No effect was observed with an inactive SN50 control peptide, SN50I. SN50 also significantly lowered levels of TNF and nitrite release in response to LPS, confirming a generalized selleck inhibitor decrease in microglial activation. Second, the MEK1 2 inhibitor U0126 also fully blocked the LPS mediated effects on saquinavir accumulation by the cells and nitrite release. Conclusions Here, we investigated how LPS induced inflammation al ters the function of drug transporters in microglia, the primary CNS target of HIV, using a clinically relevant concentration of the antiretroviral medication saquinavir as a prototypical probe substrate and the fol lowing model systems, a rat microglia cell line, HAPI, and primary cultures of rat and mouse microglia.

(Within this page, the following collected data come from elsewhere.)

use async_trait::async_trait;
use chrono::Utc;
use sqlx::PgPool;
use tracing::{debug, instrument, warn};

use super::{
    models::DisciplinaModel,
    types::{DisciplinaCreate, DisciplinaUpdate},
};
use crate::db::{constraint_error, database_error, like_pattern, memory::MemoryDatabase, UpdateBuilder};
use crate::shared::{AppError, Pagination};

/// Trait for disciplina repository operations
#[async_trait]
pub trait DisciplinaRepository {
    async fn create_disciplina(
        &self,
        disciplina: &DisciplinaCreate,
    ) -> Result<DisciplinaModel, AppError>;
    async fn get_disciplina(&self, disciplina_id: i32)
        -> Result<Option<DisciplinaModel>, AppError>;
    async fn list_disciplinas(&self, pagination: Pagination)
        -> Result<Vec<DisciplinaModel>, AppError>;
    async fn list_by_professor(&self, professor_id: i32)
        -> Result<Vec<DisciplinaModel>, AppError>;
    /// Case-insensitive substring match on `nome_disciplina`
    async fn search_by_name(&self, term: &str) -> Result<Vec<DisciplinaModel>, AppError>;
    async fn update_disciplina(
        &self,
        disciplina_id: i32,
        update: DisciplinaUpdate,
    ) -> Result<DisciplinaModel, AppError>;
    async fn delete_disciplina(&self, disciplina_id: i32) -> Result<(), AppError>;
}

/// In-memory implementation of DisciplinaRepository for development and testing
pub struct InMemoryDisciplinaRepository {
    db: MemoryDatabase,
}

impl InMemoryDisciplinaRepository {
    pub fn new(db: MemoryDatabase) -> Self {
        Self { db }
    }
}

#[async_trait]
impl DisciplinaRepository for InMemoryDisciplinaRepository {
    #[instrument(skip(self, disciplina))]
    async fn create_disciplina(
        &self,
        disciplina: &DisciplinaCreate,
    ) -> Result<DisciplinaModel, AppError> {
        let mut tables = self.db.lock()?;

        if let Some(professor_id) = disciplina.professor_id {
            if !tables.professores.contains(professor_id) {
                return Err(AppError::NotFound("Professor not found".to_string()));
            }
        }

        let disciplina_id = tables.disciplinas.next_id();
        let now = Utc::now();
        let created = tables.disciplinas.insert(
            disciplina_id,
            DisciplinaModel {
                disciplina_id,
                professor_id: disciplina.professor_id,
                nome_disciplina: disciplina.nome_disciplina.clone(),
                description: disciplina.description.clone(),
                created_at: now,
                updated_at: now,
            },
        );

        debug!(disciplina_id, "Disciplina created in memory");
        Ok(created)
    }

    #[instrument(skip(self))]
    async fn get_disciplina(
        &self,
        disciplina_id: i32,
    ) -> Result<Option<DisciplinaModel>, AppError> {
        Ok(self.db.lock()?.disciplinas.get(disciplina_id))
    }

    #[instrument(skip(self))]
    async fn list_disciplinas(
        &self,
        pagination: Pagination,
    ) -> Result<Vec<DisciplinaModel>, AppError> {
        Ok(self.db.lock()?.disciplinas.page(&pagination))
    }

    #[instrument(skip(self))]
    async fn list_by_professor(
        &self,
        professor_id: i32,
    ) -> Result<Vec<DisciplinaModel>, AppError> {
        Ok(self
            .db
            .lock()?
            .disciplinas
            .filter(|d| d.professor_id == Some(professor_id)))
    }

    #[instrument(skip(self))]
    async fn search_by_name(&self, term: &str) -> Result<Vec<DisciplinaModel>, AppError> {
        let needle = term.to_lowercase();
        Ok(self
            .db
            .lock()?
            .disciplinas
            .filter(|d| d.nome_disciplina.to_lowercase().contains(&needle)))
    }

    #[instrument(skip(self, update))]
    async fn update_disciplina(
        &self,
        disciplina_id: i32,
        update: DisciplinaUpdate,
    ) -> Result<DisciplinaModel, AppError> {
        let mut tables = self.db.lock()?;

        if let Some(Some(professor_id)) = update.professor_id.as_set() {
            if !tables.professores.contains(*professor_id) {
                return Err(AppError::NotFound("Professor not found".to_string()));
            }
        }

        let disciplina = tables
            .disciplinas
            .get_mut(disciplina_id)
            .ok_or_else(|| AppError::NotFound("Disciplina not found".to_string()))?;

        update.professor_id.apply_to(&mut disciplina.professor_id);
        update.nome_disciplina.apply_to(&mut disciplina.nome_disciplina);
        update.description.apply_to(&mut disciplina.description);
        disciplina.updated_at = Utc::now();

        Ok(disciplina.clone())
    }

    #[instrument(skip(self))]
    async fn delete_disciplina(&self, disciplina_id: i32) -> Result<(), AppError> {
        if !self.db.lock()?.delete_disciplina(disciplina_id) {
            warn!(disciplina_id, "Disciplina not found for deletion in memory");
            return Err(AppError::NotFound("Disciplina not found".to_string()));
        }
        Ok(())
    }
}

/// PostgreSQL implementation of disciplina repository
pub struct PostgresDisciplinaRepository {
    pool: PgPool,
}

impl PostgresDisciplinaRepository {
    pub fn new(pool: PgPool) -> Self {
        Self { pool }
    }
}

#[async_trait]
impl DisciplinaRepository for PostgresDisciplinaRepository {
    #[instrument(skip(self, disciplina))]
    async fn create_disciplina(
        &self,
        disciplina: &DisciplinaCreate,
    ) -> Result<DisciplinaModel, AppError> {
        sqlx::query_as::<_, DisciplinaModel>(
            "INSERT INTO disciplinas (professor_id, nome_disciplina, description) \
             VALUES ($1, $2, $3) RETURNING *",
        )
        .bind(disciplina.professor_id)
        .bind(&disciplina.nome_disciplina)
        .bind(&disciplina.description)
        .fetch_one(&self.pool)
        .await
        .map_err(|e| constraint_error(e, "Disciplina already exists", "Professor not found"))
    }

    #[instrument(skip(self))]
    async fn get_disciplina(
        &self,
        disciplina_id: i32,
    ) -> Result<Option<DisciplinaModel>, AppError> {
        sqlx::query_as::<_, DisciplinaModel>(
            "SELECT * FROM disciplinas WHERE disciplina_id = $1",
        )
        .bind(disciplina_id)
        .fetch_optional(&self.pool)
        .await
        .map_err(|e| database_error(e, "Failed to fetch disciplina"))
    }

    #[instrument(skip(self))]
    async fn list_disciplinas(
        &self,
        pagination: Pagination,
    ) -> Result<Vec<DisciplinaModel>, AppError> {
        sqlx::query_as::<_, DisciplinaModel>(
            "SELECT * FROM disciplinas ORDER BY disciplina_id OFFSET $1 LIMIT $2",
        )
        .bind(pagination.skip)
        .bind(pagination.limit)
        .fetch_all(&self.pool)
        .await
        .map_err(|e| database_error(e, "Failed to list disciplinas"))
    }

    #[instrument(skip(self))]
    async fn list_by_professor(
        &self,
        professor_id: i32,
    ) -> Result<Vec<DisciplinaModel>, AppError> {
        sqlx::query_as::<_, DisciplinaModel>(
            "SELECT * FROM disciplinas WHERE professor_id = $1 ORDER BY disciplina_id",
        )
        .bind(professor_id)
        .fetch_all(&self.pool)
        .await
        .map_err(|e| database_error(e, "Failed to list disciplinas by professor"))
    }

    #[instrument(skip(self))]
    async fn search_by_name(&self, term: &str) -> Result<Vec<DisciplinaModel>, AppError> {
        sqlx::query_as::<_, DisciplinaModel>(
            "SELECT * FROM disciplinas WHERE nome_disciplina ILIKE $1 ORDER BY disciplina_id",
        )
        .bind(like_pattern(term))
        .fetch_all(&self.pool)
        .await
        .map_err(|e| database_error(e, "Failed to search disciplinas"))
    }

    #[instrument(skip(self, update))]
    async fn update_disciplina(
        &self,
        disciplina_id: i32,
        update: DisciplinaUpdate,
    ) -> Result<DisciplinaModel, AppError> {
        let mut builder = UpdateBuilder::new("disciplinas");
        builder
            .set("professor_id", update.professor_id)
            .set("nome_disciplina", update.nome_disciplina)
            .set("description", update.description);
        let mut query = builder.finish("disciplina_id", disciplina_id);

        query
            .build_query_as::<DisciplinaModel>()
            .fetch_optional(&self.pool)
            .await
            .map_err(|e| constraint_error(e, "Disciplina already exists", "Professor not found"))?
            .ok_or_else(|| AppError::NotFound("Disciplina not found".to_string()))
    }

    #[instrument(skip(self))]
    async fn delete_disciplina(&self, disciplina_id: i32) -> Result<(), AppError> {
        let result = sqlx::query("DELETE FROM disciplinas WHERE disciplina_id = $1")
            .bind(disciplina_id)
            .execute(&self.pool)
            .await
            .map_err(|e| database_error(e, "Failed to delete disciplina"))?;

        if result.rows_affected() == 0 {
            warn!(disciplina_id, "Disciplina not found for deletion");
            return Err(AppError::NotFound("Disciplina not found".to_string()));
        }
        Ok(())
    }
}

#[cfg(test)]
mod tests {
    use super::*;

    async fn seed(repo: &InMemoryDisciplinaRepository, nome: &str) -> DisciplinaModel {
        repo.create_disciplina(&DisciplinaCreate {
            professor_id: None,
            nome_disciplina: nome.to_string(),
            description: None,
        })
        .await
        .unwrap()
    }

    #[tokio::test]
    async fn test_search_is_case_insensitive_substring() {
        let repo = InMemoryDisciplinaRepository::new(MemoryDatabase::new());
        seed(&repo, "Cálculo I").await;
        seed(&repo, "Álgebra Linear").await;
        seed(&repo, "CÁLCULO II").await;

        let found = repo.search_by_name("cálculo").await.unwrap();
        let names: Vec<_> = found.iter().map(|d| d.nome_disciplina.as_str()).collect();
        assert_eq!(names, vec!["Cálculo I", "CÁLCULO II"]);
    }

    #[tokio::test]
    async fn test_search_treats_wildcards_literally() {
        let repo = InMemoryDisciplinaRepository::new(MemoryDatabase::new());
        seed(&repo, "Programação").await;

        assert!(repo.search_by_name("%").await.unwrap().is_empty());
    }

    #[tokio::test]
    async fn test_unknown_professor_rejected() {
        let repo = InMemoryDisciplinaRepository::new(MemoryDatabase::new());
        let result = repo
            .create_disciplina(&DisciplinaCreate {
                professor_id: Some(7),
                nome_disciplina: "Física".to_string(),
                description: None,
            })
            .await;
        assert!(matches!(result, Err(AppError::NotFound(msg)) if msg == "Professor not found"));
    }

    #[tokio::test]
    async fn test_update_keeps_unsupplied_fields() {
        let repo = InMemoryDisciplinaRepository::new(MemoryDatabase::new());
        let disciplina = seed(&repo, "Redes").await;

        let updated = repo
            .update_disciplina(
                disciplina.disciplina_id,
                DisciplinaUpdate {
                    description: crate::patch::Patch::Set(Some("Camadas".to_string())),
                    ..Default::default()
                },
            )
            .await
            .unwrap();
        assert_eq!(updated.description.as_deref(), Some("Camadas"));
        assert_eq!(updated.nome_disciplina, "Redes");
    }
}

Fur thermore, we examined at a molecular level, what mech anisms may drive the observed changes in saquinavir accumulation and retention by microglia following an inflammatory LPS challenge. As noted in another rat microglia cell line, accumulation of saquinavir into HAPI Inhibitors,Modulators,Libraries microglia cells was rapid, reached a plateau by one hour, and was increased significantly by a potent P glycoprotein inhibitor PSC833. In this model, an in crease in saquinavir accumulation in the presence of PSC833 provides an indirect measure of compound Inhibitors,Modulators,Libraries ef flux by the transporter. Following both short and long term LPS exposure in microglia, the overall accumulation of saquinavir decreased in a dose dependent manner, with significant decreases observed at 24 hours at doses greater than 2. 5 ng ml LPS.
Using LPS in the presence and absence of the P glycoprotein inhibitor PSC833, the decrease in saquinavir accumula tion Inhibitors,Modulators,Libraries was only partially explained by increases in P glyco protein function, that is, by increased P glycoprotein mediated efflux of compound from the intracellular compartment to the outside of the cell. The Inhibitors,Modulators,Libraries remainder of the unaccounted saquinavir transport surprisingly could not be explained by increases in efflux or protein expression of Mrp1, a transporter known to handle sa quinavir efficiently. Although less likely, a decrease Inhibitors,Modulators,Libraries in potential uptake of saquinavir into the cells via de creased SLC uptake transporter expression function was also considered. Transcripts of seven well characterized SLC transporters, some already well known to interact with ARs, were examined in the presence and absence of LPS.
With http://www.selleckchem.com/products/Axitinib.html the exception of Slc22a2, none of these trans porters were expressed sig nificantly in HAPI microglia. Furthermore, Slc22a2 transcript levels in HAPI microglia were unchanged fol lowing LPS exposure. Therefore, it is unlikely that a change in SLC uptake transporters explains the reduced accumulation of saquinavir following LPS treatment. While it was clear that LPS exposure decreased accumulation of saquinavir significantly in microglia, at least partially through a P glycoprotein pathway, protein levels of that transporter were unchanged.